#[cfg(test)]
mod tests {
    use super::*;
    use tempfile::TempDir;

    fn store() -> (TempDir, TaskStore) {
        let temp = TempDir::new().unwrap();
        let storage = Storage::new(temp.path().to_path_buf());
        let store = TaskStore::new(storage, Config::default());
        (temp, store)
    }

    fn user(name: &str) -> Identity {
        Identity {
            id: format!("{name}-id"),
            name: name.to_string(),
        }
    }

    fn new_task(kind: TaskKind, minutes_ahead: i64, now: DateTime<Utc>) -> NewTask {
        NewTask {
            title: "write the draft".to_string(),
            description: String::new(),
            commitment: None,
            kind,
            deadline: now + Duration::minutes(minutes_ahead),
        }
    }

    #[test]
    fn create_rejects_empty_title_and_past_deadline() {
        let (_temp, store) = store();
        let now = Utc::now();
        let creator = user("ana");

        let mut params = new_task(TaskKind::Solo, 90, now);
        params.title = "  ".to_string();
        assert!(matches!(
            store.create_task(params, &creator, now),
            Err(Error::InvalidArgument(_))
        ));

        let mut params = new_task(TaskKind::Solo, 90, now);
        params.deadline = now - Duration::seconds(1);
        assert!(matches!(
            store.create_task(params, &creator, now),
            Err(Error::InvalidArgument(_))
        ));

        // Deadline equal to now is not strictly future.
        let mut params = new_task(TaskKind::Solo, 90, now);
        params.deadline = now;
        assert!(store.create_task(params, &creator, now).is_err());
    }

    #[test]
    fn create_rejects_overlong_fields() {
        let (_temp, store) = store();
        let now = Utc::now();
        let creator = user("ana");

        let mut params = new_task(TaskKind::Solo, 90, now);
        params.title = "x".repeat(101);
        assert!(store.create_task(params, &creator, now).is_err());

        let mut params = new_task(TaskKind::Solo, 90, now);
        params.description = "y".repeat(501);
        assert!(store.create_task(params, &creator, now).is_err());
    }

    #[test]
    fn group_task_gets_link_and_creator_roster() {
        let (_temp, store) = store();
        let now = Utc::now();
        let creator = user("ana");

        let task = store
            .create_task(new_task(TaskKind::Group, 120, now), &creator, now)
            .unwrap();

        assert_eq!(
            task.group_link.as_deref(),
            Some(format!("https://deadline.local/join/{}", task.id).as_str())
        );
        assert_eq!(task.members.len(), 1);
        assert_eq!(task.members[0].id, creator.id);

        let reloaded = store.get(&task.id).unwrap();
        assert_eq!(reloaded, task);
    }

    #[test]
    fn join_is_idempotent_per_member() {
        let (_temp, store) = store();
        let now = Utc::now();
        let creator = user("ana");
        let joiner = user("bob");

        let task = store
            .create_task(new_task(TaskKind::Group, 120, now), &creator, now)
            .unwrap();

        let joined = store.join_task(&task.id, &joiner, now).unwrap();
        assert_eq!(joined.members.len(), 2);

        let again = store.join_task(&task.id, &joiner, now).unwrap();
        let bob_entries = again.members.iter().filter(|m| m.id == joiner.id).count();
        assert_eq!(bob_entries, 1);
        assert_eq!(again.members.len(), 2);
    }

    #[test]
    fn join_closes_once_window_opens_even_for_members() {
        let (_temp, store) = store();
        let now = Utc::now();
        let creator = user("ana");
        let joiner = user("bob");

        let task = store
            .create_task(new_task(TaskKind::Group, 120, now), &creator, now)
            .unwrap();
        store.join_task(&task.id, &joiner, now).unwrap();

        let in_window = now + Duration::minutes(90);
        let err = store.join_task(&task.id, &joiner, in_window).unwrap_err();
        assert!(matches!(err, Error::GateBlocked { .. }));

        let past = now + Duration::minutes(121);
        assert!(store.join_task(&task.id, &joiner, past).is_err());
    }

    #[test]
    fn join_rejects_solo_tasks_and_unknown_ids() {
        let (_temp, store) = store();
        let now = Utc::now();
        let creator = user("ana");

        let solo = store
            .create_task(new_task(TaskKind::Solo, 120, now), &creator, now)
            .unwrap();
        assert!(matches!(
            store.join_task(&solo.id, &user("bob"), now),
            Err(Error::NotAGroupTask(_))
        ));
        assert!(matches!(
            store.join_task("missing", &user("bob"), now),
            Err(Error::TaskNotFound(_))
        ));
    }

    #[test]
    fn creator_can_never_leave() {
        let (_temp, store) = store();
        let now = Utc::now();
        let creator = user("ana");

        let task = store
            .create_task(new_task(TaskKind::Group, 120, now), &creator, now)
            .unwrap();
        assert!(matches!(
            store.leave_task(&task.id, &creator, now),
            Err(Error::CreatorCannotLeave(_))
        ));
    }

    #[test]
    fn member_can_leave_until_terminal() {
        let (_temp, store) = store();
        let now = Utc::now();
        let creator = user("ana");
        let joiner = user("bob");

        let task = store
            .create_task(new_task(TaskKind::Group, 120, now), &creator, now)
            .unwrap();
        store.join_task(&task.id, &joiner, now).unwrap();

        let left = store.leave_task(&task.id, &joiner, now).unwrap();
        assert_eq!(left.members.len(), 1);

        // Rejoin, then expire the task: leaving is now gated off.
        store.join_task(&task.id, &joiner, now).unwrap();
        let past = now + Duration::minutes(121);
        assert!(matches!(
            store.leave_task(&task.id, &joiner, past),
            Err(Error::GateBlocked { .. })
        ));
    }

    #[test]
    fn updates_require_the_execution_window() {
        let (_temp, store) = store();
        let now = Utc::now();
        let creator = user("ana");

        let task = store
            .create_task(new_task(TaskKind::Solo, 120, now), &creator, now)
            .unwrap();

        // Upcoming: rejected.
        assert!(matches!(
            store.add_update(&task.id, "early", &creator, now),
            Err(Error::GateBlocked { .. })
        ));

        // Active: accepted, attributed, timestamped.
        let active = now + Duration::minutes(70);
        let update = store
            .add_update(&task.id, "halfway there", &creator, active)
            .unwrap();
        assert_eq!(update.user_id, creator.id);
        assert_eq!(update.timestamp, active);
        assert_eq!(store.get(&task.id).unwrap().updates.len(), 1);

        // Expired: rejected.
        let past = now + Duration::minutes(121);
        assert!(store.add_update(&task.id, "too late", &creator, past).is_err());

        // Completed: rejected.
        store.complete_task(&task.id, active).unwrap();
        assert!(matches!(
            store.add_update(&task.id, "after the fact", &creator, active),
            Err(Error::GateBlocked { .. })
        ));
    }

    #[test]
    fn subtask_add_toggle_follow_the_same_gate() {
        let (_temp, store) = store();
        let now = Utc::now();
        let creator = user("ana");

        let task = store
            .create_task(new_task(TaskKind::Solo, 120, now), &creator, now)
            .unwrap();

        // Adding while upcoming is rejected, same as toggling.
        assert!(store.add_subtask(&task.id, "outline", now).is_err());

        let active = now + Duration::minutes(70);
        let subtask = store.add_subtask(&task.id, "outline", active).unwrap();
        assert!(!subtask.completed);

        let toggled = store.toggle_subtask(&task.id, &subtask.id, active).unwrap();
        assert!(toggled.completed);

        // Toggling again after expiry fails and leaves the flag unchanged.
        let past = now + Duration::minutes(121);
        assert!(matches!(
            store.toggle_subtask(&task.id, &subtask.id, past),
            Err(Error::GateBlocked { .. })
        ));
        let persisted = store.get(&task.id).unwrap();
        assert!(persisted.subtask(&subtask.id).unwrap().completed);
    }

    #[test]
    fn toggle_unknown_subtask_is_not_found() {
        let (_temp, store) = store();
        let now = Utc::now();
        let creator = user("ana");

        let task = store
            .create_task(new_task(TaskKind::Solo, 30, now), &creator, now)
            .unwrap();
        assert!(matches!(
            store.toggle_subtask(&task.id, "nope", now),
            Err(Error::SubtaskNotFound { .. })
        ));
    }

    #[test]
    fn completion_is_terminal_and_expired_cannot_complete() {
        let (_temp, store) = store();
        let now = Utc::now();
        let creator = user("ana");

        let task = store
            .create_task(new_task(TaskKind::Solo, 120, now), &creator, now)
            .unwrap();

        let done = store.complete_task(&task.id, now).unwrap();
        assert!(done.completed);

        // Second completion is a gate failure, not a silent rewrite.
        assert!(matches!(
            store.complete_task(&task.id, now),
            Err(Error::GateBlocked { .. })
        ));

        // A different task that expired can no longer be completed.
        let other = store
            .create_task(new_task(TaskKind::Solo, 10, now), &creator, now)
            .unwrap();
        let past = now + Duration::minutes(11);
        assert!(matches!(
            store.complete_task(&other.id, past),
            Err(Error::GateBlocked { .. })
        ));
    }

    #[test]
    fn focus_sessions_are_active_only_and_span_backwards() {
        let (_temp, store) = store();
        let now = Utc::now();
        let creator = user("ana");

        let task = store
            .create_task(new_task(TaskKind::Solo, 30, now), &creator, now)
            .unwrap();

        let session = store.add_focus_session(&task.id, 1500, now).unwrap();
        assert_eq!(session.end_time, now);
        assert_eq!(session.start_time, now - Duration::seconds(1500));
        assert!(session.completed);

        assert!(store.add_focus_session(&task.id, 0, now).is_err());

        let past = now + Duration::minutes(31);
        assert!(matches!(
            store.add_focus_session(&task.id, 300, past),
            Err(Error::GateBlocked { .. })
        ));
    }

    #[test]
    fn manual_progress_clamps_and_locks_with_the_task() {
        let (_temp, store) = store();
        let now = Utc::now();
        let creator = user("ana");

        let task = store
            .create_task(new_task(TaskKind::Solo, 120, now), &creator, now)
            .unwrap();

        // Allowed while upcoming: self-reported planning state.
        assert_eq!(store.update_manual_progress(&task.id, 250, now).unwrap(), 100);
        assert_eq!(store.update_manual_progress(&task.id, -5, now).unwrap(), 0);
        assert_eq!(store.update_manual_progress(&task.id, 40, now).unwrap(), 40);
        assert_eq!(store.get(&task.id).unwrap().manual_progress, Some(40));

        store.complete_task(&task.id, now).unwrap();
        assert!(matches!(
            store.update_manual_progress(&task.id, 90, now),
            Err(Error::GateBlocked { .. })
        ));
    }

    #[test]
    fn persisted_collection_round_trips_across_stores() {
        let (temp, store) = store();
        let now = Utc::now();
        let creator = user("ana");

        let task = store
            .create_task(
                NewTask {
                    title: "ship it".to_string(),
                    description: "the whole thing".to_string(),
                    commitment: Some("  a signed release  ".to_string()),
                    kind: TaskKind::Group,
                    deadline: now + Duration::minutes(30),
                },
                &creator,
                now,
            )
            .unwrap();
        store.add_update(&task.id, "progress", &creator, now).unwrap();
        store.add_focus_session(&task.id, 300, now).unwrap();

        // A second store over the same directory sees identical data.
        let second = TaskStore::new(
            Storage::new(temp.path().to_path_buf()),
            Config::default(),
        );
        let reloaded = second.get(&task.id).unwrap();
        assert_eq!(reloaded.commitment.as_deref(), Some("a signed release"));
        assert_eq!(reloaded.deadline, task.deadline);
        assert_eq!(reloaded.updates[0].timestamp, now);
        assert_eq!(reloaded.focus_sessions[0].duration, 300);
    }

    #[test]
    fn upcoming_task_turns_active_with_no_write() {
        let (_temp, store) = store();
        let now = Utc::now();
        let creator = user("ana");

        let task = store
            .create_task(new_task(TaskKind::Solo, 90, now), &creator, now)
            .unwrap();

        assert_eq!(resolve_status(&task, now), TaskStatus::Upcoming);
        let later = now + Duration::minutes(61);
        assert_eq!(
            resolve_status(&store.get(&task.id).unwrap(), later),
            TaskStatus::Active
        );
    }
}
# # # #
What you should do » Reproduce only the lines above, starting at the line with "store.add_focus_session(&task.id, 300, now).unwrap();" and ending at the line with "let reloaded = second.get(&task.id).unwrap();", exactly as written.

Exercise answer »
        store.add_focus_session(&task.id, 300, now).unwrap();

        // A second store over the same directory sees identical data.
        let second = TaskStore::new(
            Storage::new(temp.path().to_path_buf()),
            Config::default(),
        );
        let reloaded = second.get(&task.id).unwrap();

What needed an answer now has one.